1. Why start or join a business?
A friend and colleague of mine recently started as a student in an MBA programme and was amused by the treatment in the first lecture of the programme of the question, Why study for an MBA? The professor assured the students that the point of an MBA is to earn more money, with which you can shop more.
Now, I will not scoff at the importance of money—I’m reminded of its importance every month that my beloved Angela and I try to plan our household economy and our children’s futures. But that said, I find the mere pursuit of money uninspiring as a purpose for work and in life. I know I’m not alone in this regard.
I am convinced that the epidemic of stress and fatigue plaguing North American workers has less to do with poor balance between work, play and rest than with a lack of more significant purpose to the work that we do. Truly meaningful work must grow authentically out of who we are, and out of our deepest loves.
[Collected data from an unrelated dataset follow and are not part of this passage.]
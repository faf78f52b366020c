//! REST endpoint handlers organized by resource.

pub mod events;
pub mod reports;
pub mod score;
pub mod stats;
pub mod system;
pub mod watches;

use axum::Router;

use crate::app_state::AppState;

/// Composes all resource routes under `/api/v1`.
pub fn routes() -> Router<AppState> {
    Router::new()
        .merge(reports::routes())
        .merge(watches::routes())
        .merge(score::routes())
        .merge(stats::routes())
        .merge(events::routes())
}
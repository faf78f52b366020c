//! Domain layer: geospatial arithmetic, the anomaly grid, score components,
//! and the record types shared by services, persistence, and the API.

pub mod geo;
pub mod grid;
pub mod hotspot;
pub mod installation;
pub mod score;
pub mod seismic;
pub mod sighting;
pub mod watch;

pub use grid::MagneticGrid;
pub use hotspot::HotspotSummary;
pub use score::{GeologyZone, NearbyQuake, ScoreBreakdown, ScoreLabel};
pub use seismic::{RawSeismicRecord, SeismicEvent};
pub use sighting::{RawSightingRecord, SightingReport};
pub use watch::{Watch, WatchId, WatchMatch, WatchStatus};
//! Persistence layer: PostgreSQL storage for all record types.
//!
//! The concrete implementation uses `sqlx::PgPool` for async PostgreSQL
//! access. Uniqueness constraints on external ids (and on watch/match
//! pairs) make every ingestion and matching run idempotent.

pub mod models;
pub mod postgres;

pub use postgres::PostgresStore;
//! Shared DTO helpers used across multiple endpoints.

use serde::Deserialize;

/// Default `limit` for list endpoints.
pub(crate) fn default_limit() -> i64 {
    50
}

/// Clamps a requested limit into `[1, max]`.
#[must_use]
pub fn clamp_limit(limit: i64, max: i64) -> i64 {
    limit.clamp(1, max)
}

/// Query parameters shared by the simple list endpoints.
#[derive(Debug, Clone, Deserialize, utoipa::IntoParams)]
pub struct LimitParams {
    /// Maximum number of items to return (clamped to 200).
    #[serde(default = "default_limit")]
    pub limit: i64,
}

#[cfg(test)]
#[allow(clippy::panic)]
mod tests {
    use super::*;

    #[test]
    fn limits_clamp_to_range() {
        assert_eq!(clamp_limit(0, 200), 1);
        assert_eq!(clamp_limit(-5, 200), 1);
        assert_eq!(clamp_limit(50, 200), 50);
        assert_eq!(clamp_limit(1000, 200), 200);
    }
}
//! piezo-watch server entry point.
//!
//! Starts the Axum HTTP server and the periodic background jobs.

use std::sync::Arc;
use std::time::Duration;

use anyhow::Context;
use sqlx::postgres::PgPoolOptions;
use tower_http::cors::CorsLayer;
use tower_http::trace::TraceLayer;
use tracing_subscriber::EnvFilter;

use piezo_watch::api;
use piezo_watch::app_state::AppState;
use piezo_watch::catalog::QuakeCatalog;
use piezo_watch::config::AppConfig;
use piezo_watch::domain::MagneticGrid;
use piezo_watch::jobs;
use piezo_watch::persistence::PostgresStore;
use piezo_watch::service::{HotspotService, IngestService, ScoringEngine, WatchManager};

#[tokio::main]
async fn main() -> anyhow::Result<()> {
    // Initialize tracing
    tracing_subscriber::fmt()
        .with_env_filter(
            EnvFilter::try_from_default_env().unwrap_or_else(|_| EnvFilter::new("info")),
        )
        .init();

    // Load configuration
    let config = AppConfig::from_env()?;
    tracing::info!(addr = %config.listen_addr, "starting piezo-watch");

    // Connect to PostgreSQL and apply migrations
    let pool = PgPoolOptions::new()
        .max_connections(config.database_max_connections)
        .min_connections(config.database_min_connections)
        .acquire_timeout(Duration::from_secs(config.database_connect_timeout_secs))
        .connect(&config.database_url)
        .await
        .context("database connection failed")?;

    let store = PostgresStore::new(pool);
    store.migrate().await.context("schema migration failed")?;

    // The grid loads lazily on first query; a missing file only disables
    // the lookup.
    let grid = Arc::new(MagneticGrid::new(config.grid_path.clone()));

    // Build service layer
    let scoring = Arc::new(ScoringEngine::new(
        Arc::clone(&grid),
        store.clone(),
        config.seismic_scoring_enabled,
    ));
    let watches = Arc::new(WatchManager::new(
        store.clone(),
        Arc::clone(&grid),
        config.watch_radius_km,
    ));
    let ingest = Arc::new(IngestService::new(store.clone()));
    let hotspots = Arc::new(HotspotService::new(store.clone()));

    // Build application state
    let app_state = AppState {
        store,
        scoring,
        watches,
        ingest,
        hotspots,
    };

    // Spawn the periodic jobs
    if config.jobs_enabled {
        let catalog = QuakeCatalog::new(config.catalog_base_url.clone())
            .context("catalog client construction failed")?;
        jobs::spawn_all(&app_state, catalog, &config);
    } else {
        tracing::warn!("background jobs disabled by configuration");
    }

    // Build router
    let app = api::build_router()
        .layer(TraceLayer::new_for_http())
        .layer(CorsLayer::permissive())
        .with_state(app_state);

    // Start server
    let listener = tokio::net::TcpListener::bind(config.listen_addr).await?;
    tracing::info!(addr = %config.listen_addr, "server listening");

    axum::serve(listener, app).await?;

    Ok(())
}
At the same time, truly meaningful work must respond skillfully and imaginatively to the needs of people around us, for goods and services.
Christians who find themselves drawn to work in business sometimes fear that their work is somehow less significant, and less authentically expressive of the Christian faith, than work in the church or for charitable organizations. If we want honest and inspiring answers to the question Why start or join a business?, we need a discussion that neither reduces the purpose of work to earning money, nor denies the significance of working in business.
2. How should I handle money?
If we do not start or join businesses for the sake of the money, does that mean that the money does not matter? Hardly! Managing money is a considerable challenge, whether we are trying to take care of the needs in a single household or overseeing the activities of a global corporation.
A helpful basic insight into the proper place of money in the operations of a business comes from Peter Drucker, whom I recall as writing somewhere that profit is to a business as breath is to a person. A person cannot live without breathing, but no-one lives for the purpose of breathing. Similarly, a business cannot exist without making a profit, but does not exist for the purpose of making a profit. Profit is a means to an end, in particular, to enable a business to grow and to innovate.
If money is not our master but our servant, then we must learn to put it to good use, to manage it frugally, and to give of it generously when we have more than we need. But again, the question of money is not answered simply or easily—mastering the art of money management requires both book learning and experience in the school of hard knocks.
3. How should I relate to my employees?
Most of the business people I talk with don’t entertain the dangerous notion that the employees of a business simply constitute human resources or human capital, or an abstract factor of production. Tomorrow’s business leaders need to deeply understand that labour is not a commodity, and that employees are people, not things.
A close friend lost his grandfather recently. At the funeral eulogies were given by several of the grandfather’s employees, testifying how they would have been different people—and worse off for it—had it not been for their employment by and friendship with the grand old man.
I am not suggesting that the relationship between managers and employees must necessarily be one of friendship—but it must certainly always be recognizably a relationship between human persons, and not one in which either party is dehumanized and treated like a cog in a machine.
The question of the proper relationship between managers and employees raises the question of the business firm or corporation. My friend and colleague Jonathan Chaplin, Senior Fellow with the Work Research Foundation, recently challenged a group of young working people to think through the meaning and character of the corporation, and to consider it as a nexus of interpersonal relationships rather than as a nexus of contracts. It would appear to me that we can only properly understand our relationships as managers and employees if we have a proper understanding of the nature of a business itself.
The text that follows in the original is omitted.